For the second month in a row, the rate of seriously past-due payments on residential loans in first-lien position moved higher. The second-mortgage rate also rose.
The Consumer Credit Default Index indicated that 90-day consumer delinquency
was 0.92 percent at the end of last month, up 3 basis points from a month earlier.
But compared to one year earlier, the index — which reflects performance on auto loans, bank cards and first and second mortgages —
moved down by 4 BPS.
S&P Dow Jones Indices and Experian reported the index Tuesday.

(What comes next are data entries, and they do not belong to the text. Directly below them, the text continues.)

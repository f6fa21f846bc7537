//! Relay - Metrics
//!
//! Internal metrics collection and reporting.
//!
//! # Overview
//!
//! This crate provides:
//! - Atomic counters for listeners and provider traits for every component
//! - A per-host processing latency histogram
//! - A periodic reporter with human or JSON output
//! - `LogSampler` for rate-limited logging of hot-path errors
//!
//! # Metrics Handle Pattern
//!
//! Components use `Arc<Metrics>` internally and provide a `metrics_handle()`
//! method that returns a lightweight handle implementing the matching
//! provider trait. The handle remains valid after `run()` consumes the
//! component.
//!
//! ```text
//! Component (owns Arc<Metrics>)
//!     │
//!     ├──► metrics_handle() → Handle (clones Arc, implements Provider trait)
//!     │
//!     └──► run() [consumes self, Arc keeps metrics alive]
//! ```
//!
//! # Metric Categories
//!
//! - **Listeners**: active_connections, in_recs, throttled_recs, errors
//! - **Workers**: error_recs, special_recs, unrouted_recs, blackholed_recs, throttled_host
//! - **Hosts**: out_recs, state changes, reconnects, write/flush errors, latency

mod collected;
pub mod format;
mod histogram;
mod reporter;
mod sampler;
mod traits;

pub use collected::{
    CollectedHost, CollectedMetrics, CollectedSource, HostRates, MetricsRates, PipelineRates,
    SourceRates,
};
pub use format::{HumanFormatter, JsonFormatter, MetricsFormatter};
pub use histogram::{LatencyHistogram, LatencySummary};
pub use reporter::{Reporter, ReporterBuilder};
pub use sampler::{DEFAULT_SAMPLE_INTERVAL, LogSampler};
pub use traits::{
    HostMetricsProvider, HostMetricsSnapshot, PipelineMetricsProvider, PipelineSnapshot,
    SourceMetrics, SourceMetricsProvider, SourceMetricsSnapshot,
};

use std::sync::atomic::{AtomicU64, Ordering};

/// Atomic counter wrapper for convenient metric operations
#[derive(Debug, Default)]
pub struct Counter(AtomicU64);

impl Counter {
    /// Create a new counter initialized to 0
    #[inline]
    pub const fn new() -> Self {
        Self(AtomicU64::new(0))
    }

    /// Increment the counter by `val` (relaxed ordering for performance)
    #[inline]
    pub fn add(&self, val: u64) {
        self.0.fetch_add(val, Ordering::Relaxed);
    }

    /// Increment the counter by 1
    #[inline]
    pub fn inc(&self) {
        self.add(1);
    }

    /// Get the current value (relaxed ordering)
    #[inline]
    pub fn get(&self) -> u64 {
        self.0.load(Ordering::Relaxed)
    }
}
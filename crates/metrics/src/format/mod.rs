//! Metrics output formatters
//!
//! Formats collected metrics for human-readable or JSON output.

mod human;
mod json;

pub use human::HumanFormatter;
pub use json::JsonFormatter;

use crate::{CollectedMetrics, MetricsRates};

/// Trait for metrics formatters
pub trait MetricsFormatter: Send + Sync {
    /// Format a periodic report
    fn format_report(&self, metrics: &CollectedMetrics, rates: Option<&MetricsRates>) -> String;

    /// Format lifetime totals, written once at shutdown
    fn format_totals(&self, metrics: &CollectedMetrics) -> String;
}

/// Format bytes per second in human-readable form
pub fn format_bytes_per_sec(bytes_per_sec: f64) -> String {
    const KB: f64 = 1024.0;
    const MB: f64 = 1024.0 * 1024.0;
    const GB: f64 = 1024.0 * 1024.0 * 1024.0;

    if bytes_per_sec >= GB {
        format!("{:.1} GB/s", bytes_per_sec / GB)
    } else if bytes_per_sec >= MB {
        format!("{:.1} MB/s", bytes_per_sec / MB)
    } else if bytes_per_sec >= KB {
        format!("{:.1} KB/s", bytes_per_sec / KB)
    } else {
        format!("{:.0} B/s", bytes_per_sec)
    }
}

/// Format count with K/M suffix for readability
pub fn format_count(count: u64) -> String {
    const K: u64 = 1000;
    const M: u64 = 1_000_000;

    if count >= M {
        format!("{:.1}M", count as f64 / M as f64)
    } else if count >= K {
        format!("{:.1}K", count as f64 / K as f64)
    } else {
        count.to_string()
    }
}

/// Format rate per second with K/M suffix
pub fn format_rate(rate: f64) -> String {
    const K: f64 = 1000.0;
    const M: f64 = 1_000_000.0;

    if rate >= M {
        format!("{:.1}M/s", rate / M)
    } else if rate >= K {
        format!("{:.1}K/s", rate / K)
    } else {
        format!("{:.0}/s", rate)
    }
}

/// Format a microsecond latency
pub fn format_micros(micros: u64) -> String {
    if micros >= 1_000_000 {
        format!("{:.1}s", micros as f64 / 1_000_000.0)
    } else if micros >= 1_000 {
        format!("{:.1}ms", micros as f64 / 1_000.0)
    } else {
        format!("{micros}us")
    }
}
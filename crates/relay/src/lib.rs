//! Graphite Relay
//!
//! Wires the workspace crates into a running relay and owns its lifecycle.
//!
//! ```text
//! listeners ─→ main queue ─→ workers ─→ host queues ─→ host streamers ─→ downstream
//! ```
//!
//! Shutdown runs in dependency order: listeners stop, the main queue closes,
//! workers drain, host queues close, host streamers flush. The binary wraps
//! [`Relay`] with a CLI, logging setup and signal handling.

mod configs;
mod relay;

pub use configs::Configs;
pub use relay::{BoundAddrs, FORCE_QUIT_MESSAGE, Relay};
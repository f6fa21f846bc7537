//! JSON metrics formatter
//!
//! Formats metrics as one compact JSON object per report for machine
//! parsing.
//!
//! # Example Output
//!
//! ```json
//! {"type":"report","elapsed_secs":60,"workers":{...},"listeners":[...],"hosts":[...]}
//! ```

use serde::Serialize;

use super::MetricsFormatter;
use crate::{CollectedMetrics, MetricsRates, PipelineSnapshot};

/// JSON metrics formatter
#[derive(Debug, Clone, Default)]
pub struct JsonFormatter;

impl JsonFormatter {
    pub fn new() -> Self {
        Self
    }
}

#[derive(Serialize)]
struct ReportJson<'a> {
    #[serde(rename = "type")]
    report_type: &'static str,
    elapsed_secs: u64,
    #[serde(skip_serializing_if = "Option::is_none")]
    workers: Option<WorkersJson>,
    #[serde(skip_serializing_if = "Vec::is_empty")]
    listeners: Vec<ListenerJson<'a>>,
    #[serde(skip_serializing_if = "Vec::is_empty")]
    hosts: Vec<HostJson<'a>>,
}

#[derive(Serialize)]
struct WorkersJson {
    lines_per_sec: u64,
    routed_per_sec: u64,
    errors: u64,
    unrouted: u64,
    throttled_host: u64,
}

#[derive(Serialize)]
struct ListenerJson<'a> {
    id: &'a str,
    #[serde(rename = "type")]
    source_type: &'a str,
    active_connections: u64,
    recs_per_sec: u64,
    bytes_per_sec: u64,
    throttled: u64,
    errors: u64,
}

#[derive(Serialize)]
struct HostJson<'a> {
    id: &'a str,
    cluster: &'a str,
    available: bool,
    recs_per_sec: u64,
    throttled: u64,
    errors: u64,
    p99_us: u64,
}

#[derive(Serialize)]
struct TotalsJson<'a> {
    #[serde(rename = "type")]
    report_type: &'static str,
    in_recs: u64,
    throttled_recs: u64,
    out_recs: u64,
    #[serde(skip_serializing_if = "Option::is_none")]
    workers: Option<&'a PipelineSnapshot>,
}

impl MetricsFormatter for JsonFormatter {
    fn format_report(&self, _metrics: &CollectedMetrics, rates: Option<&MetricsRates>) -> String {
        let Some(rates) = rates else {
            return r#"{"type":"report","status":"collecting_baseline"}"#.to_string();
        };

        let json = ReportJson {
            report_type: "report",
            elapsed_secs: rates.elapsed.as_secs(),
            workers: rates.pipeline.as_ref().map(|p| WorkersJson {
                lines_per_sec: p.lines_per_sec as u64,
                routed_per_sec: p.routed_per_sec as u64,
                errors: p.errors,
                unrouted: p.unrouted,
                throttled_host: p.throttled_host,
            }),
            listeners: rates
                .sources
                .iter()
                .map(|s| ListenerJson {
                    id: &s.id,
                    source_type: &s.source_type,
                    active_connections: s.active_connections,
                    recs_per_sec: s.recs_per_sec as u64,
                    bytes_per_sec: s.bytes_per_sec as u64,
                    throttled: s.throttled,
                    errors: s.errors,
                })
                .collect(),
            hosts: rates
                .hosts
                .iter()
                .map(|h| HostJson {
                    id: &h.id,
                    cluster: &h.cluster,
                    available: h.available,
                    recs_per_sec: h.recs_per_sec as u64,
                    throttled: h.throttled,
                    errors: h.errors,
                    p99_us: h.p99_us,
                })
                .collect(),
        };

        // Compact, one log line per report
        serde_json::to_string(&json).unwrap_or_else(|_| "{}".to_string())
    }

    fn format_totals(&self, metrics: &CollectedMetrics) -> String {
        let json = TotalsJson {
            report_type: "totals",
            in_recs: metrics.total_in(),
            throttled_recs: metrics.total_throttled(),
            out_recs: metrics.total_out(),
            workers: metrics.pipeline.as_ref(),
        };

        serde_json::to_string(&json).unwrap_or_else(|_| "{}".to_string())
    }
}

#[cfg(test)]
mod tests {
    use std::time::Duration;

    use super::*;
    use crate::{HostRates, PipelineRates, SourceRates};

    fn make_test_rates() -> MetricsRates {
        MetricsRates {
            elapsed: Duration::from_secs(60),
            pipeline: Some(PipelineRates {
                lines_per_sec: 1_200_000.0,
                routed_per_sec: 1_200_000.0,
                errors: 1,
                unrouted: 2,
                throttled_host: 0,
            }),
            sources: vec![SourceRates {
                id: "0.0.0.0:2003".into(),
                source_type: "tcp".into(),
                recs_per_sec: 1_000_000.0,
                bytes_per_sec: 40_000_000.0,
                active_connections: 5,
                throttled: 0,
                errors: 0,
            }],
            hosts: vec![HostRates {
                id: "a:2003".into(),
                cluster: "main".into(),
                recs_per_sec: 1_100_000.0,
                available: true,
                throttled: 0,
                errors: 0,
                p99_us: 800,
            }],
        }
    }

    #[test]
    fn test_format_report_with_rates() {
        let formatter = JsonFormatter::new();
        let output = formatter.format_report(&CollectedMetrics::default(), Some(&make_test_rates()));

        let parsed: serde_json::Value = serde_json::from_str(&output).unwrap();

        assert_eq!(parsed["type"], "report");
        assert_eq!(parsed["elapsed_secs"], 60);
        assert_eq!(parsed["workers"]["lines_per_sec"], 1_200_000);
        assert_eq!(parsed["workers"]["unrouted"], 2);
        assert_eq!(parsed["listeners"][0]["type"], "tcp");
        assert_eq!(parsed["hosts"][0]["cluster"], "main");
        assert_eq!(parsed["hosts"][0]["p99_us"], 800);
    }

    #[test]
    fn test_format_report_no_rates() {
        let formatter = JsonFormatter::new();
        let output = formatter.format_report(&CollectedMetrics::default(), None);
        let parsed: serde_json::Value = serde_json::from_str(&output).unwrap();

        assert_eq!(parsed["status"], "collecting_baseline");
    }

    #[test]
    fn test_empty_collections_omitted() {
        let formatter = JsonFormatter::new();
        let rates = MetricsRates {
            sources: vec![],
            hosts: vec![],
            ..make_test_rates()
        };

        let output = formatter.format_report(&CollectedMetrics::default(), Some(&rates));
        let parsed: serde_json::Value = serde_json::from_str(&output).unwrap();

        assert!(parsed.get("listeners").is_none());
        assert!(parsed.get("hosts").is_none());
        assert!(parsed.get("workers").is_some());
    }

    #[test]
    fn test_format_totals() {
        let formatter = JsonFormatter::new();
        let metrics = CollectedMetrics {
            pipeline: Some(PipelineSnapshot {
                blackholed_recs: 4,
                ..Default::default()
            }),
            ..Default::default()
        };

        let parsed: serde_json::Value =
            serde_json::from_str(&formatter.format_totals(&metrics)).unwrap();
        assert_eq!(parsed["type"], "totals");
        assert_eq!(parsed["in_recs"], 0);
        assert_eq!(parsed["workers"]["blackholed_recs"], 4);
    }
}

In Miami, the Composite Index was 1.67 percent as of Jan. 31, 2017, soaring by 14 BPS from year-end 2016 — the worst month-over-month deterioration of any of the five-largest metropolitan statistical areas.
New York’s 0.88 percent rate as of last month was up just a single basis point — the smallest increase.
Moving on to first-mortgage performance, U.S. 90-day delinquency concluded January 2017 at 0.72 percent. That was 1 basis point higher than the previous month — when the rate also rose. But the rate of late payments subsided from 0.84 percent as of Jan. 31, 2016.
At 0.48 percent, serious delinquency on second mortgages was 7 BPS worse than as of Dec. 31, 2016. But the second-mortgage rate tumbled from 0.65 percent at the same point last year.